Earlier this week the All Party Parliamentary Group (APPG) on Further Education and Lifelong Learning met to discuss the issue of lost learning. This followed the publication of our recent report on this issue which found that a staggering three quarters (77%) of 16 to 18-year-olds are performing below normal expectations.
All Party Parliamentary Groups (APPG’s) are informal groups of parliamentarians from all parties established by backbench MPs. They help these parliamentarians to become better informed about particular policy issues. They have no statutory or formal role but are able to exert some influence on Government. The Association of Colleges provides the Secretariat to the APPG on Further Education and Lifelong Learning.
The purpose of this meeting was to discuss the impact of lost learning on colleges and the 2.2 million students who study in them and to also discuss what the APPG can do to ensure the government acts swiftly to support existing college students and those leaving college and entering the labour market. We were delighted to be joined by the APPG Chair, Peter Aldous MP, one of our Officers Baroness Garden, the Shadow Minister for Apprenticeships and Lifelong Learning, Toby Perkins MP, and Lord Blunkett.
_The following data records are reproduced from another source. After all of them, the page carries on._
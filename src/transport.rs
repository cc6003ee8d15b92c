//! The `(method, path) → handler` table the compiler registers routes into.
//!
//! Registering the same method and path twice keeps the last registration.
//! Paths that differ only in capture names (`/users/:id`, `/users/:userId`)
//! match the same requests and count as the same path. The table is lowered
//! into a plain [`axum::Router`] once compilation is done.

use {
    crate::{
        Error, Result,
        metadata::HttpMethod,
        path::{self, Capture},
        pipeline::{InboundRequest, Middleware},
    },
    axum::{
        Router,
        extract::Request,
        response::{IntoResponse, Response},
        routing::{MethodRouter, on},
    },
    futures_util::future::BoxFuture,
    std::sync::Arc,
};

/// A route's request handler, after body parsing.
pub type RouteHandler =
    Arc<dyn Fn(InboundRequest) -> BoxFuture<'static, Response> + Send + Sync>;

struct RegisteredRoute {
    method: HttpMethod,
    path: String,
    shape: String,
    middleware: Vec<Middleware>,
    handler: RouteHandler,
}

/// Routes sharing one shape, mounted under the first route's path.
struct PathGroup {
    shape: String,
    path: String,
    method_router: MethodRouter,
}

/// Routes in registration order.
pub struct RouteTable {
    routes: Vec<RegisteredRoute>,
    body_limit: usize,
}

impl RouteTable {
    /// Creates an empty table. JSON bodies larger than `body_limit` bytes are
    /// rejected before the route's pipeline runs.
    pub fn new(body_limit: usize) -> Self {
        Self {
            routes: Vec::new(),
            body_limit,
        }
    }

    /// Registers a handler. Express-style `:name`, `*name` and `*` segments
    /// are accepted.
    ///
    /// A route with the same method and path replaces the earlier one in
    /// place and a warning is logged.
    pub fn register(
        &mut self,
        method: HttpMethod,
        path: &str,
        middleware: Vec<Middleware>,
        handler: RouteHandler,
    ) {
        let path = lowered_path(path);
        let route = RegisteredRoute {
            method,
            shape: path::shape(&path),
            path,
            middleware,
            handler,
        };

        match self
            .routes
            .iter_mut()
            .find(|existing| existing.method == route.method && existing.shape == route.shape)
        {
            Some(existing) => {
                tracing::warn!(
                    method = %route.method,
                    path = %route.path,
                    earlier = %existing.path,
                    "Route registered twice, the later registration shadows the earlier one"
                );
                *existing = route;
            }
            None => self.routes.push(route),
        }
    }

    pub fn len(&self) -> usize {
        self.routes.len()
    }

    pub fn is_empty(&self) -> bool {
        self.routes.is_empty()
    }

    /// Returns true when a route is registered for `method` at a path of the
    /// same shape as `path`.
    pub fn contains(&self, method: HttpMethod, path: &str) -> bool {
        let shape = path::shape(&lowered_path(path));
        self.routes
            .iter()
            .any(|route| route.method == method && route.shape == shape)
    }

    /// Lowers the table into an axum router.
    ///
    /// Each route's middleware runs in declaration order, the first one
    /// outermost. Routes of the same shape are mounted under the path of the
    /// first one registered; path captures are renamed back to each route's
    /// own names before its handler runs.
    ///
    /// # Errors
    ///
    /// Fails when a wildcard segment is not the last segment of its path.
    pub fn into_router(self) -> Result<Router> {
        let mut groups: Vec<PathGroup> = Vec::new();

        for route in self.routes {
            let captures = path::captures(&route.path);
            let misplaced_wildcard = captures.iter().enumerate().any(|(i, capture)| {
                matches!(capture, Capture::CatchAll(_))
                    && (i + 1 != captures.len() || !route.path.ends_with('}'))
            });
            if misplaced_wildcard {
                return Err(Error::config(format!(
                    "Route {} {}: a wildcard segment must be the last segment",
                    route.method, route.path
                )));
            }

            let group = match groups.iter().position(|g| g.shape == route.shape) {
                Some(index) => &mut groups[index],
                None => {
                    groups.push(PathGroup {
                        shape: route.shape.clone(),
                        path: route.path.clone(),
                        method_router: MethodRouter::new(),
                    });
                    let last = groups.len() - 1;
                    &mut groups[last]
                }
            };

            let renames: Vec<(String, String)> = path::captures(&group.path)
                .iter()
                .zip(&captures)
                .filter(|(mounted, own)| mounted.name() != own.name())
                .map(|(mounted, own)| (mounted.name().to_string(), own.name().to_string()))
                .collect();
            if !renames.is_empty() {
                tracing::debug!(
                    method = %route.method,
                    path = %route.path,
                    mounted = %group.path,
                    "Mounting route under a path with different capture names"
                );
            }

            let method_router = lower(route.method, route.handler, renames, self.body_limit);
            let method_router = route
                .middleware
                .iter()
                .rev()
                .fold(method_router, |router, middleware| middleware.wrap(router));

            group.method_router = std::mem::take(&mut group.method_router).merge(method_router);
        }

        Ok(groups
            .into_iter()
            .fold(Router::new(), |router, group| {
                router.route(&group.path, group.method_router)
            }))
    }
}

fn lower(
    method: HttpMethod,
    handler: RouteHandler,
    renames: Vec<(String, String)>,
    limit: usize,
) -> MethodRouter {
    let renames = Arc::new(renames);
    on(method.method_filter(), move |req: Request| {
        let handler = Arc::clone(&handler);
        let renames = Arc::clone(&renames);
        async move {
            match InboundRequest::from_request(req, limit).await {
                Ok(mut inbound) => {
                    inbound.rename_params(&renames);
                    handler(inbound).await
                }
                Err(e) => e.into_response(),
            }
        }
    })
}

fn lowered_path(path: &str) -> String {
    if path.is_empty() {
        "/".to_string()
    } else {
        path::to_axum_captures(path)
    }
}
Sally Dicketts CBE, AoC President and CEO of Activate Learning and Alastair Da Costa, Chair of Capital City College Group and Commissioner to the UK Government’s Social Mobility Commission presented to the parliamentarians gathered about the impact and potential consequences of lost learning. The discussion focused on the need to address the AEB claw back decision which will impact college’s ability to deliver catch-up in the months ahead, to give students leaving college a fully funded extra year of study if they need it, and for colleges to be able to access the 16 – 19 Student Pupil Premium.
APPG members were keen to know how they could show support on this issue, and there was cross-party support from parliamentarians in attendance for writing a letter to the Secretary of State for Education and the Chancellor on what actions are needed to mitigate the impact of this lost learning. . We’ll post this letter and the minutes of the meeting soon.
This is an important time with more and more parliamentarians recognising the important role colleges play in meeting the challenges of the future. The APPG has an important role to play in that and we’re always looking to build the membership of the Group so that we have more parliamentarians speaking up for colleges in Parliament. Please do encourage your local MP to join the Group when you’re in contact with them.